A phase I/II study of S-1 plus oxaliplatin combined with radiation (SOX/RT) for preoperative locally advanced rectal carcinoma (JACCRO CC-04: SHOGUN trial).

Abstract

602 Background: Previous western trials of preoperative chemoradiation (CRT) in patients with locally advanced rectal carcinoma (LARC) have been shown to increase the chance of sphincter preservation and local control, and has become the standard of care in western countries. In Japan, preoperative CRT has not been utilized in LARC and its value is unconfirmed. Thus, we conducted a phase I/II study of preoperative CRT with S-1, which is widely used oral fluoropyrimidine in Japan to treat gastrointestinal cancer, plus oxaliplatin in patients with LARC. Methods: Patients with histopathologically confirmed LARC (cT3-T4, any N) were eligible. A total radiation dose of 50.4 Gy was delivered in 28 fractions over 5 weeks, and S-1 was orally administered 40mg/m2 twice a day for 5 days a week at 1st, 2nd, 4th and 5th week. Oxaliplatin was administered at a dose of 40 mg/m2 (level 1), 50 mg/m2 (level 2) or 60 mg/m2(level 3) on day 1, 8, 22 and 29. Surgery was performed within 6-10 weeks after CRT. The primary endpoint of phase I part was to determine the maximum tolerated dose (MTD) and the recommended dose (RD) of oxaliplatin. Primary endpoint of phase II was evaluated pathologic complete response (pCR) rate at RD. Results: 13 patients were enrolled in the phase I part, 2 dose-limiting toxicities (DLTs, skipping oxaliplatin due to the grade 2 neutropenia) occurred in the dose level 3, and the MTD was not reached.
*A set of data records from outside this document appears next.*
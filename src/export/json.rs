//! JSON Export functionality
//!
//! Exports the complete database to JSON format with schema versioning.

use crate::error::EnvelopeResult;
use crate::models::{Account, BudgetAllocation, Category, CategoryGroup, Payee, Transaction};
use crate::storage::Storage;
use chrono::{DateTime, Utc};
use serde::{Deserialize, Serialize};
use std::io::Write;

/// Current export schema version
pub const EXPORT_SCHEMA_VERSION: &str = "1.0.0";

/// Full database export structure
#[derive(Debug, Clone, Serialize, Deserialize)]
pub struct FullExport {
    /// Schema version for compatibility checking
    pub schema_version: String,

    /// Export timestamp
    pub exported_at: DateTime<Utc>,

    /// Application version that created the export
    pub app_version: String,

    /// All accounts
    pub accounts: Vec<Account>,

    /// All category groups
    pub category_groups: Vec<CategoryGroup>,

    /// All categories
    pub categories: Vec<Category>,

    /// All transactions
    pub transactions: Vec<Transaction>,

    /// All budget allocations
    pub allocations: Vec<BudgetAllocation>,

    /// All payees
    pub payees: Vec<Payee>,

    /// Export metadata
    pub metadata: ExportMetadata,
}

/// Export metadata for reference
#[derive(Debug, Clone, Serialize, Deserialize)]
pub struct ExportMetadata {
    /// Total number of accounts
    pub account_count: usize,

    /// Total number of transactions
    pub transaction_count: usize,

    /// Total number of categories
    pub category_count: usize,

    /// Total number of allocations
    pub allocation_count: usize,

    /// Total number of payees
    pub payee_count: usize,

    /// Date range of transactions (earliest)
    pub earliest_transaction: Option<String>,

    /// Date range of transactions (latest)
    pub latest_transaction: Option<String>,
}

impl FullExport {
    /// Create a new full export from storage
    pub fn from_storage(storage: &Storage) -> EnvelopeResult<Self> {
        let accounts = storage.accounts.get_all()?;
        let category_groups = storage.categories.get_all_groups()?;
        let categories = storage.categories.get_all_categories()?;
        let transactions = storage.transactions.get_all()?;
        let allocations = storage.budget.get_all()?;
        let payees = storage.payees.get_all()?;

        // Calculate metadata
        let earliest_transaction = transactions
            .iter()
            .map(|t| t.date)
            .min()
            .map(|d| d.to_string());

        let latest_transaction = transactions
            .iter()
            .map(|t| t.date)
            .max()
            .map(|d| d.to_string());

        let metadata = ExportMetadata {
            account_count: accounts.len(),
            transaction_count: transactions.len(),
            category_count: categories.len(),
            allocation_count: allocations.len(),
            payee_count: payees.len(),
            earliest_transaction,
            latest_transaction,
        };

        Ok(Self {
            schema_version: EXPORT_SCHEMA_VERSION.to_string(),
            exported_at: Utc::now(),
            app_version: env!("CARGO_PKG_VERSION").to_string(),
            accounts,
            category_groups,
            categories,
            transactions,
            allocations,
            payees,
            metadata,
        })
    }

    /// Validate the export structure
    pub fn validate(&self) -> Result<(), String> {
        // Check schema version
        if self.schema_version != EXPORT_SCHEMA_VERSION {
            return Err(format!(
                "Schema version mismatch: expected {}, got {}",
                EXPORT_SCHEMA_VERSION, self.schema_version
            ));
        }

        // Check referential integrity
        let account_ids: std::collections::HashSet<_> =
            self.accounts.iter().map(|a| a.id).collect();
        let category_ids: std::collections::HashSet<_> =
            self.categories.iter().map(|c| c.id).collect();
        let group_ids: std::collections::HashSet<_> =
            self.category_groups.iter().map(|g| g.id).collect();

        // Validate transactions reference valid accounts
        for txn in &self.transactions {
            if !account_ids.contains(&txn.account_id) {
                return Err(format!(
                    "Transaction {} references unknown account {}",
                    txn.id, txn.account_id
                ));
            }
            if let Some(cat_id) = txn.category_id {
                if !category_ids.contains(&cat_id) {
                    return Err(format!(
                        "Transaction {} references unknown category {}",
                        txn.id, cat_id
                    ));
                }
            }
        }

        // Validate categories reference valid groups
        for cat in &self.categories {
            if !group_ids.contains(&cat.group_id) {
                return Err(format!(
                    "Category {} references unknown group {}",
                    cat.id, cat.group_id
                ));
            }
        }

        // Validate allocations reference valid categories
        for alloc in &self.allocations {
            if !category_ids.contains(&alloc.category_id) {
                return Err(format!(
                    "Allocation for category {} references unknown category",
                    alloc.category_id
                ));
            }
        }

        Ok(())
    }
}

/// Export the full database to JSON
pub fn export_full_json<W: Write>(
    storage: &Storage,
    writer: &mut W,
    pretty: bool,
) -> EnvelopeResult<()> {
    let export = FullExport::from_storage(storage)?;

    if pretty {
        serde_json::to_writer_pretty(writer, &export)
    } else {
        serde_json::to_writer(writer, &export)
    }
    .map_err(|e| crate::error::EnvelopeError::Export(e.to_string()))?;

    Ok(())
}

/// Import from a JSON export (for verification/restore)
pub fn import_from_json(json_str: &str) -> EnvelopeResult<FullExport> {
    let export: FullExport = serde_json::from_str(json_str)
        .map_err(|e| crate::error::EnvelopeError::Import(e.to_string()))?;

    // Validate the import
    export
        .validate()
        .map_err(crate::error::EnvelopeError::Import)?;

    Ok(export)
}

#[cfg(test)]
mod tests {
    use super::*;
    use crate::config::paths::EnvelopePaths;
    use crate::models::{Account, AccountType, Category, CategoryGroup, Money, Transaction};
    use chrono::NaiveDate;
    use tempfile::TempDir;

    fn create_test_storage() -> (TempDir, Storage) {
        let temp_dir = TempDir::new().unwrap();
        let paths = EnvelopePaths::with_base_dir(temp_dir.path().to_path_buf());
        let mut storage = Storage::new(paths).unwrap();
        storage.load_all().unwrap();
        (temp_dir, storage)
    }

    #[test]
    fn test_full_export() {
        let (_temp_dir, storage) = create_test_storage();

        // Create test data
        let account = Account::new("Checking", AccountType::Checking);
        storage.accounts.upsert(account.clone()).unwrap();
        storage.accounts.save().unwrap();

        let group = CategoryGroup::new("Test");
        storage.categories.upsert_group(group.clone()).unwrap();
        let cat = Category::new("Groceries", group.id);
        storage.categories.upsert_category(cat.clone()).unwrap();
        storage.categories.save().unwrap();

        let mut txn = Transaction::new(
            account.id,
            NaiveDate::from_ymd_opt(2025, 1, 15).unwrap(),
            Money::from_cents(-5000),
        );
        txn.category_id = Some(cat.id);
        storage.transactions.upsert(txn).unwrap();

        // Export
        let export = FullExport::from_storage(&storage).unwrap();

        assert_eq!(export.schema_version, EXPORT_SCHEMA_VERSION);
        assert_eq!(export.accounts.len(), 1);
        assert_eq!(export.categories.len(), 1);
        assert_eq!(export.transactions.len(), 1);
        assert!(export.validate().is_ok());
    }

    #[test]
    fn test_json_roundtrip() {
        let (_temp_dir, storage) = create_test_storage();

        // Create test data
        let account = Account::new("Checking", AccountType::Checking);
        storage.accounts.upsert(account.clone()).unwrap();
        storage.accounts.save().unwrap();

        let group = CategoryGroup::new("Test");
        storage.categories.upsert_group(group.clone()).unwrap();
        let cat = Category::new("Groceries", group.id);
        storage.categories.upsert_category(cat.clone()).unwrap();
        storage.categories.save().unwrap();

        // Export to JSON
        let mut json_output = Vec::new();
        export_full_json(&storage, &mut json_output, true).unwrap();

        let json_string = String::from_utf8(json_output).unwrap();

        // Import back
        let imported = import_from_json(&json_string).unwrap();

        assert_eq!(imported.accounts.len(), 1);
        assert_eq!(imported.accounts[0].name, "Checking");
    }

    #[test]
    fn test_metadata() {
        let (_temp_dir, storage) = create_test_storage();

        // Create accounts
        for i in 0..3 {
            let account = Account::new(format!("Account {}", i), AccountType::Checking);
            storage.accounts.upsert(account).unwrap();
        }
        storage.accounts.save().unwrap();

        let export = FullExport::from_storage(&storage).unwrap();

        assert_eq!(export.metadata.account_count, 3);
        assert_eq!(export.metadata.transaction_count, 0);
    }
}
In phase II, 45 patients were treated at the RD of oxaliplatin (60 mg/m2) and 44 patients (97.8%) underwent surgery. A pCR was observed in 12 patients (27.3%). The relative dose intensity of radiation, S-1, oxaliplatin was 98.4%, 94.0%, and 94.3%, respectively. The incidence of grade 3-4 diarrhea and neutropenia was 8.9% and 2.2%, respectively. Postoperative complications of any grade occurred in 27.3% of patients. Conclusions: Preoperative CRT with S-1 plus oxaliplatin showed promising results in pathological responses and favorable toxicities profiles. Clinical trial information: NCT01227239.